◆ EXERCISE DETAILS
Using the records that follow, copy every line containing the word "VAlign".

Stored data
########

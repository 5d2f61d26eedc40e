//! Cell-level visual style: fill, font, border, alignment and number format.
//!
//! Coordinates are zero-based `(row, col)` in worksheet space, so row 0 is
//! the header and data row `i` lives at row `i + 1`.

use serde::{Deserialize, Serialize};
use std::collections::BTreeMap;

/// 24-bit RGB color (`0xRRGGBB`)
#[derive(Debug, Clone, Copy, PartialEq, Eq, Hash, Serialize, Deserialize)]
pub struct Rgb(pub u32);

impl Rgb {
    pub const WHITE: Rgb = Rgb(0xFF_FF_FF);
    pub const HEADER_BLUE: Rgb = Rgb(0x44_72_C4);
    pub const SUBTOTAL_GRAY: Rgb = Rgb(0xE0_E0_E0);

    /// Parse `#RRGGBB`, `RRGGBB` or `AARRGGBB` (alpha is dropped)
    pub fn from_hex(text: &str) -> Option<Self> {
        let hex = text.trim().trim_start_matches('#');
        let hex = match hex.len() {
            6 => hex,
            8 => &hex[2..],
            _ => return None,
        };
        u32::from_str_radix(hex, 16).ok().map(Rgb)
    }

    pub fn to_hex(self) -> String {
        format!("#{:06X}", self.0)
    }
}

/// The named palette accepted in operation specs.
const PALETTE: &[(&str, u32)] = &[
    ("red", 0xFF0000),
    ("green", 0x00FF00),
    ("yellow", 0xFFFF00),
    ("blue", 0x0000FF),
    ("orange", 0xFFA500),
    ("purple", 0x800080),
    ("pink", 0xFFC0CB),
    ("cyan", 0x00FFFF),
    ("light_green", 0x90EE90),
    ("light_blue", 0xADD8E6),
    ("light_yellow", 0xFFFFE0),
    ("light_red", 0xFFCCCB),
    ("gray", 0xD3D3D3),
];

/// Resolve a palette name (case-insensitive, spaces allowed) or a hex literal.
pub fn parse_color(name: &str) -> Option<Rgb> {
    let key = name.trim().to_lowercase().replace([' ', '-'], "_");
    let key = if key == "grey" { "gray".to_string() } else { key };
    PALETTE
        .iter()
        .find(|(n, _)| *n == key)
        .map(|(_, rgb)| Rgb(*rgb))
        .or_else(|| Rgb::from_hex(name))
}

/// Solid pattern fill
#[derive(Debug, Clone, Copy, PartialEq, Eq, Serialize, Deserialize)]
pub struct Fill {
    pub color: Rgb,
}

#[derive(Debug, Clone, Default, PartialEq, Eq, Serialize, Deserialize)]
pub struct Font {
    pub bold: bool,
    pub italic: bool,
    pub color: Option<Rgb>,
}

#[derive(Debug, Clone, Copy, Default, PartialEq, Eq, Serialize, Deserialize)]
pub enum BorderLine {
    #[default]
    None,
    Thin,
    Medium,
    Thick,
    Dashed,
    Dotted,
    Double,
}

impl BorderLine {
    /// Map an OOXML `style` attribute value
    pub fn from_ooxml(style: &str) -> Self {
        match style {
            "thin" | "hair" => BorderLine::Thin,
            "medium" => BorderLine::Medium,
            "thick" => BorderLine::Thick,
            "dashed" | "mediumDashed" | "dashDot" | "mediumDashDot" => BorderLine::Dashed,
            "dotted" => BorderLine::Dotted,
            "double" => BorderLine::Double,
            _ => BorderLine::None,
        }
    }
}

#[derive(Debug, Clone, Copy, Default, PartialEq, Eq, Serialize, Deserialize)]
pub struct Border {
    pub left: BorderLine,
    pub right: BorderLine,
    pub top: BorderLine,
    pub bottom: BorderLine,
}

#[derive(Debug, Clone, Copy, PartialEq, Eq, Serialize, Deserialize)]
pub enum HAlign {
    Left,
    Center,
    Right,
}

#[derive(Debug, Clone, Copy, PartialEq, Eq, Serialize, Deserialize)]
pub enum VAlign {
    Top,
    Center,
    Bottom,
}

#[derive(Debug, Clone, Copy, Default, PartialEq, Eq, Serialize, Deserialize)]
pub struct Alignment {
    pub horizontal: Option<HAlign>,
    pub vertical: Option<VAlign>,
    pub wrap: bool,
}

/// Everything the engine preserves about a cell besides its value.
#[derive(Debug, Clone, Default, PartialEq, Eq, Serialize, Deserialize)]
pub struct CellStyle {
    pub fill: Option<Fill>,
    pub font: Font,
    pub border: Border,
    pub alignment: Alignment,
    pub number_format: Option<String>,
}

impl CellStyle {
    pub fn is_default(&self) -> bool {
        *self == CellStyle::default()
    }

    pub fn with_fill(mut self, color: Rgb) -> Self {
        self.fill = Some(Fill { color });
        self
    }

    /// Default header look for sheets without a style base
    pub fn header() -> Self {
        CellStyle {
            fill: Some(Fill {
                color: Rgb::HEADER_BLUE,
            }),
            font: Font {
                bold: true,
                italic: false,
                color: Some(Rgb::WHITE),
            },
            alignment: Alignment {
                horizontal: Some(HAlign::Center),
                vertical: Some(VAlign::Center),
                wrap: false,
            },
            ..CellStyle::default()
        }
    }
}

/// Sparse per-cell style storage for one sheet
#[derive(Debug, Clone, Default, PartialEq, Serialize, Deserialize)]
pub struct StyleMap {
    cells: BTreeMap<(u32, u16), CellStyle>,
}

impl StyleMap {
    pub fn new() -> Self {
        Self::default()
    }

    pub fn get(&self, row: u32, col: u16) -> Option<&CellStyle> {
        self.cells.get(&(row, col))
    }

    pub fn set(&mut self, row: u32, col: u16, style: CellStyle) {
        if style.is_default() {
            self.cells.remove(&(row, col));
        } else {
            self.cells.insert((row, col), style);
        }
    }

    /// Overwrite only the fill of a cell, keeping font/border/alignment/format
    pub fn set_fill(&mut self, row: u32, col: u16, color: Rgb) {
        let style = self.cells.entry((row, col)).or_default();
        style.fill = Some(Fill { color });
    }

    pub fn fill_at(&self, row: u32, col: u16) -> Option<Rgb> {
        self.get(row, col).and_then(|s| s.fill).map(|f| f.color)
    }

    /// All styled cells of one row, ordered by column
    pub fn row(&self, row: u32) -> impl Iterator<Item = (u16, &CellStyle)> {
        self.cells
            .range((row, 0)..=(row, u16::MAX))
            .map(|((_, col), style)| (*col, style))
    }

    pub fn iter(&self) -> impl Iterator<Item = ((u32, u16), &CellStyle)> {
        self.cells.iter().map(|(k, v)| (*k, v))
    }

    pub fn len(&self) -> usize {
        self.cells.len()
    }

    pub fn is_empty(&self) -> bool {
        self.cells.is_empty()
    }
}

########

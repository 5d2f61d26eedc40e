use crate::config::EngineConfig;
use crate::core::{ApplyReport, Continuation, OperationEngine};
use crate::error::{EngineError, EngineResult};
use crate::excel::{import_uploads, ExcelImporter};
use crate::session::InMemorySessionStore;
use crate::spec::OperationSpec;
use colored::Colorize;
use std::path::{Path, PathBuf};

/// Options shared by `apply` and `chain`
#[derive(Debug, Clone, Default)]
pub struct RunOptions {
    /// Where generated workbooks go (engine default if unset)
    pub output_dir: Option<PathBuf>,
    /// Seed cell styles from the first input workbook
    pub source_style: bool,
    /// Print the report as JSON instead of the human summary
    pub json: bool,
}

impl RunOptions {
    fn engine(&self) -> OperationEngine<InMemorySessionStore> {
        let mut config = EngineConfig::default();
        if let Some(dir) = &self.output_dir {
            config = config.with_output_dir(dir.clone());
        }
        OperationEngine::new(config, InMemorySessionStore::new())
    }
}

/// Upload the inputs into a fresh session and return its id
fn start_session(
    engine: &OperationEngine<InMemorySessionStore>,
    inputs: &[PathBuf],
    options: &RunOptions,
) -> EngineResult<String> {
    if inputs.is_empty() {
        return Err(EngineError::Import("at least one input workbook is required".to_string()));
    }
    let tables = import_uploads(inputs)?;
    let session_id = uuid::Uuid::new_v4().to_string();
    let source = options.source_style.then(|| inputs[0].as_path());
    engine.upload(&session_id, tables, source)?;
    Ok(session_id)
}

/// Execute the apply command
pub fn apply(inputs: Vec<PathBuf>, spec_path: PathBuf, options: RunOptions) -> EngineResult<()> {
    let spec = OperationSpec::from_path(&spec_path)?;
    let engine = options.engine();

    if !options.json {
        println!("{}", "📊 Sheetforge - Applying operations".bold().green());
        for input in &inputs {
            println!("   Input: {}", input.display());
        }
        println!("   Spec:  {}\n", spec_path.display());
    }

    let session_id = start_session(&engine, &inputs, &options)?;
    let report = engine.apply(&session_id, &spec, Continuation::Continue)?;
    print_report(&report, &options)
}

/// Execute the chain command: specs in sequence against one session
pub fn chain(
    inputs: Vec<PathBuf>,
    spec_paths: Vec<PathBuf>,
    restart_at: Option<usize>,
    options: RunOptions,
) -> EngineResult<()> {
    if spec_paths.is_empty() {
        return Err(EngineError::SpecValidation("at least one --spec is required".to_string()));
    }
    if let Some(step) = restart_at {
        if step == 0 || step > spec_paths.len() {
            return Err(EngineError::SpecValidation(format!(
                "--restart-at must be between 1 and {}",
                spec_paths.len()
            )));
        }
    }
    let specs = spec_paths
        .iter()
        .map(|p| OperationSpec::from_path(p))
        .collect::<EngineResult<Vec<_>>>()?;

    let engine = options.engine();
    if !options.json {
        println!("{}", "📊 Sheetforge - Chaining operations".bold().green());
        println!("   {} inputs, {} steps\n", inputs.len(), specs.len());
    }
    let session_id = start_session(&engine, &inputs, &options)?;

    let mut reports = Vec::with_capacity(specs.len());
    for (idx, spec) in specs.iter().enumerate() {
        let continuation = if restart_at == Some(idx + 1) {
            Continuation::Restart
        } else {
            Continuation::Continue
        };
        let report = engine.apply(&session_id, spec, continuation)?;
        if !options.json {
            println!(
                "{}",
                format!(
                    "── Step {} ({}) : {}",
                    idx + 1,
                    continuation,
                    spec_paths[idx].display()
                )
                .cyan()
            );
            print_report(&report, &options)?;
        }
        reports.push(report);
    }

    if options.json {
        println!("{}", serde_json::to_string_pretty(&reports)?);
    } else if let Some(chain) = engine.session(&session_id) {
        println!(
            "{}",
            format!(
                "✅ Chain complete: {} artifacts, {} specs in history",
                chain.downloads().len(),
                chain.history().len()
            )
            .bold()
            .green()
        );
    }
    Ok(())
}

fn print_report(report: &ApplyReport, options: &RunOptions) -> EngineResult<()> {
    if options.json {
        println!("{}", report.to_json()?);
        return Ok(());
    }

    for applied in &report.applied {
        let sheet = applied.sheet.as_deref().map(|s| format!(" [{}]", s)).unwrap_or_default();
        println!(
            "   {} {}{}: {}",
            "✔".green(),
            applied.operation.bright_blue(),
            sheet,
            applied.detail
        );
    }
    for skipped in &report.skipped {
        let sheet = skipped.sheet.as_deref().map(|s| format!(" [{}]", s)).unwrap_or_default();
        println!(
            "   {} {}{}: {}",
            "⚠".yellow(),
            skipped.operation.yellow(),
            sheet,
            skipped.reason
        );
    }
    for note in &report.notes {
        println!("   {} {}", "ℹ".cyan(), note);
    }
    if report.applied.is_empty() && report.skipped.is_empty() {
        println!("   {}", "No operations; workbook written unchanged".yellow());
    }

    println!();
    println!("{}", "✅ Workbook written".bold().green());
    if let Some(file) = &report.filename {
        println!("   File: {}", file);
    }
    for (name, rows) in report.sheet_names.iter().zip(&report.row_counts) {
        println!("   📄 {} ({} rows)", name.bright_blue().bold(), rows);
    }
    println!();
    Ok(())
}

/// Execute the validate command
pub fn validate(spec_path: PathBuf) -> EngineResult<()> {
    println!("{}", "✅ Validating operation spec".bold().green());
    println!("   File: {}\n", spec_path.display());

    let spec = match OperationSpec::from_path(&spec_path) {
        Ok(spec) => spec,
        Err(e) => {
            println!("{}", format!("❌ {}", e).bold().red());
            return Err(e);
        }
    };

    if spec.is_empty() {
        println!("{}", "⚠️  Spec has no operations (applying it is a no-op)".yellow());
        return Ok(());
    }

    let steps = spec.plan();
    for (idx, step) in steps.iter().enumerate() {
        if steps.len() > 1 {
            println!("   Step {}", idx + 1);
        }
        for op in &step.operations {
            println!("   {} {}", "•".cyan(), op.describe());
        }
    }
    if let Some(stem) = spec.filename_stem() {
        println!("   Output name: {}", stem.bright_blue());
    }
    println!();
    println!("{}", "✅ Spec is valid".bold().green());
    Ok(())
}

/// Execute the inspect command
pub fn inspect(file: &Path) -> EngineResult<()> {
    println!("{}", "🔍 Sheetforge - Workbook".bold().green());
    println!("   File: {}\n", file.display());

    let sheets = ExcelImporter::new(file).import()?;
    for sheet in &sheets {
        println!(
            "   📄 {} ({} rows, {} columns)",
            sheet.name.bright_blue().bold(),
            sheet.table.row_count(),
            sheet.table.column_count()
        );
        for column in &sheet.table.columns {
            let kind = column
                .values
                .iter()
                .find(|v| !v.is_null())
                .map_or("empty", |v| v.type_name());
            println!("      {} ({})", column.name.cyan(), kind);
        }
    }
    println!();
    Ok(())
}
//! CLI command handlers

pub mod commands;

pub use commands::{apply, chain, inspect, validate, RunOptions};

########

◆ TASK SOLUTION
pub enum VAlign {
    pub vertical: Option<VAlign>,
                vertical: Some(VAlign::Center),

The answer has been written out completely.